(Task item):
The answer should be an exact copy of the lines from the line with "async fn get(&self, id: UserId)" through the last line of the entries, and no other lines.
-------- Data listing
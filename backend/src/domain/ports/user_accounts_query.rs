//! Driving port for account lookups.

use async_trait::async_trait;

use crate::domain::{Error, User, UserId};

#[async_trait]
pub trait UserAccountsQuery: Send + Sync {
    /// Fetch one account or fail with `NotFound`.
    async fn get(&self, id: UserId) -> Result<User, Error>;
}
//! Domain ports and supporting types for the hexagonal boundary.
//!
//! Driving ports (`LoginService`, `AccessGuard`, the account and note
//! command/query pairs) are what inbound adapters call. Driven ports
//! (repositories, hasher, token service) are implemented by outbound
//! adapters and report failures through typed error enums.

mod macros;
pub(crate) use macros::define_port_error;

mod access_guard;
mod credential_hasher;
mod login_service;
mod note_repository;
mod notes_command;
mod notes_query;
mod token_service;
mod user_accounts_command;
mod user_accounts_query;
mod user_repository;

pub use access_guard::AccessGuard;
pub use credential_hasher::{CredentialHashError, CredentialHasher};
pub use login_service::LoginService;
pub use note_repository::{NotePersistenceError, NoteRepository};
pub use notes_command::NotesCommand;
pub use notes_query::NotesQuery;
pub use token_service::{TokenError, TokenService};
pub use user_accounts_command::UserAccountsCommand;
pub use user_accounts_query::UserAccountsQuery;
pub use user_repository::{UserPersistenceError, UserRepository};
----------------
(Answer to the problem):
    async fn get(&self, id: UserId) -> Result<User, Error>;
}
//! Domain ports and supporting types for the hexagonal boundary.
//!
//! Driving ports (`LoginService`, `AccessGuard`, the account and note
//! command/query pairs) are what inbound adapters call. Driven ports
//! (repositories, hasher, token service) are implemented by outbound
//! adapters and report failures through typed error enums.

mod macros;
pub(crate) use macros::define_port_error;

mod access_guard;
mod credential_hasher;
mod login_service;
mod note_repository;
mod notes_command;
mod notes_query;
mod token_service;
mod user_accounts_command;
mod user_accounts_query;
mod user_repository;

pub use access_guard::AccessGuard;
pub use credential_hasher::{CredentialHashError, CredentialHasher};
pub use login_service::LoginService;
pub use note_repository::{NotePersistenceError, NoteRepository};
pub use notes_command::NotesCommand;
pub use notes_query::NotesQuery;
pub use token_service::{TokenError, TokenService};
pub use user_accounts_command::UserAccountsCommand;
pub use user_accounts_query::UserAccountsQuery;
pub use user_repository::{UserPersistenceError, UserRepository};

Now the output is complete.